ILoad4890___SmallUSALLIANCE Federal Credit Union members in the Bronx, N.Y. will no longer step down into a small basement office to make deposits, apply for loans or conduct other financial business.

The financial cooperative is on its way to constructing a new, full-service branch at street level, made possible by a $2 million collaborative loan between National Cooperative Bank (NCB) and the National Federation of Community Development Credit Unions through their Secondary Capital II loan program.

The Secondary Capital II is an amortizing subordinated loan that can be counted toward a credit union’s net worth and can be leverage by growing community development credit unions to expand safe and affordable lending in low-income communities.

Formed in 1966, USALLIANCE serves 90,000 members across the country, including 5,800 in the Bronx.

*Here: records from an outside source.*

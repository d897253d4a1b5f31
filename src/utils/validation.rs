use anyhow::{Result, anyhow};
use std::path::Path;

/// Extensions an uploaded admission document may carry.
pub const ALLOWED_EXTENSIONS: [&str; 4] = ["jpg", "jpeg", "png", "pdf"];

/// MIME types matching the allowed extensions, used when the content is
/// recognizable by magic bytes.
const ALLOWED_MIMES: [&str; 3] = ["image/jpeg", "image/png", "application/pdf"];

#[derive(Debug, Clone)]
pub struct ValidationError {
    pub code: &'static str,
    pub message: String,
}

impl std::fmt::Display for ValidationError {
    fn fmt(&self, f: &mut std::fmt::Formatter<'_>) -> std::fmt::Result {
        write!(f, "{}", self.message)
    }
}

impl std::error::Error for ValidationError {}

/// Sanitizes an uploaded filename to prevent path traversal.
/// Returns the bare filename component or an error if nothing usable remains.
pub fn sanitize_filename(filename: &str) -> Result<String> {
    let name = Path::new(filename)
        .file_name()
        .and_then(|n| n.to_str())
        .unwrap_or("");

    if name.is_empty() || name == "." || name == ".." {
        return Err(anyhow!(ValidationError {
            code: "INVALID_FILENAME",
            message: format!("Invalid filename '{}'.", filename),
        }));
    }

    if name.chars().any(|c| c.is_control()) {
        return Err(anyhow!(ValidationError {
            code: "INVALID_FILENAME",
            message: "Filename contains control characters.".to_string(),
        }));
    }

    Ok(name.to_string())
}

/// Validates the extension of an uploaded document against the allowlist.
pub fn validate_extension(filename: &str) -> Result<()> {
    let ext = Path::new(filename)
        .extension()
        .and_then(|e| e.to_str())
        .map(|e| e.to_lowercase())
        .unwrap_or_default();

    if ALLOWED_EXTENSIONS.contains(&ext.as_str()) {
        return Ok(());
    }

    Err(anyhow!(ValidationError {
        code: "INVALID_EXTENSION",
        message: format!(
            "File '{}' has a disallowed extension. Allowed: jpg, jpeg, png, pdf.",
            filename
        ),
    }))
}

/// Full validation of one uploaded document: filename, extension, and a
/// magic-byte check when the content is recognizable. Unrecognizable content
/// passes; the extension allowlist remains the gate.
pub fn validate_document(filename: &str, data: &[u8]) -> Result<String> {
    let sanitized = sanitize_filename(filename)?;
    validate_extension(&sanitized)?;

    if let Some(kind) = infer::get(data) {
        if !ALLOWED_MIMES.contains(&kind.mime_type()) {
            return Err(anyhow!(ValidationError {
                code: "CONTENT_MISMATCH",
                message: format!(
                    "File '{}' does not look like an allowed document type (detected {}).",
                    sanitized,
                    kind.mime_type()
                ),
            }));
        }
    }

    Ok(sanitized)
}

#[cfg(test)]
mod tests {
    use super::*;

    #[test]
    fn test_allowed_extensions() {
        assert!(validate_extension("photo.jpg").is_ok());
        assert!(validate_extension("photo.JPEG").is_ok());
        assert!(validate_extension("scan.png").is_ok());
        assert!(validate_extension("transcript.pdf").is_ok());
    }

    #[test]
    fn test_disallowed_extensions() {
        assert!(validate_extension("malware.exe").is_err());
        assert!(validate_extension("notes.txt").is_err());
        assert!(validate_extension("noextension").is_err());
    }

    #[test]
    fn test_sanitize_strips_path_components() {
        assert_eq!(
            sanitize_filename("../../etc/passwd.png").unwrap(),
            "passwd.png"
        );
        assert_eq!(sanitize_filename("dir/photo.jpg").unwrap(), "photo.jpg");
        assert!(sanitize_filename("").is_err());
        assert!(sanitize_filename("..").is_err());
    }

    #[test]
    fn test_validate_document_magic_bytes() {
        // PNG header with a .png name passes
        let png = [0x89, 0x50, 0x4E, 0x47, 0x0D, 0x0A, 0x1A, 0x0A, 0, 0, 0, 0];
        assert!(validate_document("photo.png", &png).is_ok());

        // An executable header behind an allowed extension is rejected
        let elf = [0x7F, 0x45, 0x4C, 0x46, 2, 1, 1, 0, 0, 0, 0, 0];
        assert!(validate_document("photo.png", &elf).is_err());

        // Unrecognizable content passes on extension alone
        assert!(validate_document("scan.pdf", b"tiny").is_ok());
    }
}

The Federation is a nonprofit association representing more than 200 low-income and community-development credit unions nationwide with a mission of helping members achieve financial independence through credit unions.

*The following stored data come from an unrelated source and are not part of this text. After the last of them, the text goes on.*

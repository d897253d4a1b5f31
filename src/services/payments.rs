use crate::entities::{prelude::*, *};
use chrono::Utc;
use sea_orm::{
    ActiveModelTrait, ColumnTrait, DatabaseConnection, DbErr, EntityTrait, QueryFilter,
    QuerySelect, Set, TransactionError, TransactionTrait,
};
use thiserror::Error;

#[derive(Debug, Error)]
pub enum PaymentError {
    #[error("Application not found")]
    NotFound,

    #[error("Payment already recorded.")]
    AlreadyPaid,

    #[error("Database error: {0}")]
    Db(#[from] DbErr),
}

#[derive(Debug)]
pub struct PaymentOutcome {
    pub application_id: String,
    pub amount: i32,
    pub receipt: String,
}

/// Mock payment confirmation: flips the pending payment created at intake to
/// paid and writes the receipt onto both rows.
pub struct PaymentService {
    db: DatabaseConnection,
}

impl PaymentService {
    pub fn new(db: DatabaseConnection) -> Self {
        Self { db }
    }

    pub async fn confirm(&self, application_id: &str) -> Result<PaymentOutcome, PaymentError> {
        let id = application_id.to_string();

        let outcome = self
            .db
            .transaction::<_, PaymentOutcome, PaymentError>(move |txn| {
                Box::pin(async move {
                    let app = Applications::find_by_id(&id)
                        .lock_exclusive()
                        .one(txn)
                        .await?
                        .ok_or(PaymentError::NotFound)?;

                    let payment = Payments::find()
                        .filter(payments::Column::ApplicationId.eq(&id))
                        .lock_exclusive()
                        .one(txn)
                        .await?
                        .ok_or(PaymentError::NotFound)?;

                    if payment.status == "paid" {
                        return Err(PaymentError::AlreadyPaid);
                    }

                    let dept_code = Departments::find_by_id(app.department_id)
                        .one(txn)
                        .await?
                        .map(|d| d.code)
                        .unwrap_or_default();

                    let paid_at = Utc::now();
                    let receipt = format!(
                        "UAP RECEIPT\nAppID: {}\nName: {}\nProgram: {}\nDept: {}\nAmount: {} BDT\nPaidAt: {}",
                        app.id,
                        app.full_name,
                        app.program,
                        dept_code,
                        payment.amount,
                        paid_at.to_rfc3339()
                    );

                    let amount = payment.amount;
                    let application_id = app.id.clone();

                    let mut pay_active: payments::ActiveModel = payment.into();
                    pay_active.status = Set("paid".to_string());
                    pay_active.paid_at = Set(Some(paid_at));
                    pay_active.receipt_data = Set(receipt.clone());
                    pay_active.update(txn).await?;

                    let mut app_active: applications::ActiveModel = app.into();
                    app_active.paid_at = Set(Some(paid_at));
                    app_active.receipt_text = Set(receipt.clone());
                    app_active.update(txn).await?;

                    Ok(PaymentOutcome {
                        application_id,
                        amount,
                        receipt,
                    })
                })
            })
            .await
            .map_err(|e| match e {
                TransactionError::Connection(err) => PaymentError::Db(err),
                TransactionError::Transaction(err) => err,
            })?;

        tracing::info!(
            "💳 Payment of {} recorded for application {}",
            outcome.amount,
            outcome.application_id
        );

        Ok(outcome)
    }
}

“The Federation is excited to have invested its first $2 million secondary capital loan together with NCB in $1.2 billion USALLIANCE FCU,” says Federation Chief Financial Officer/Chief Investment Officer Eben Sheaffer. “The Bronx has too few safe, affordable lenders and too many check cashers and pawnshops. In the Bronx, one bank serves every 20,000 residents, compared to its neighbor to the south, Manhattan, where there is a bank for every 3,000 residents.”

The new branch will allow USALLIANCE to build long-term presence in the Bronx. It’s expected to draw in an estimated 500 new members each year and provide much-needed employment in the area, including more lending personnel and temporary construction jobs. Among the products and services made possible by the NCB-Federation financing is Q-Cash, which gives USALLIANCE members totally automated access to small loans. The financing also will help USALLIANCE fund first-time homebuyer mortgages.

“This is a good example of how membership organizations cooperate to leverage funding to strengthen their communities,” Ann Fedorchak, NCB’s director of Cooperative and Community Development. “Working together, we provided a loan that allows USALLIANCE to offer more to its members. That creates greater impact in helping low- to moderate-income communities remain independent and sustainable.”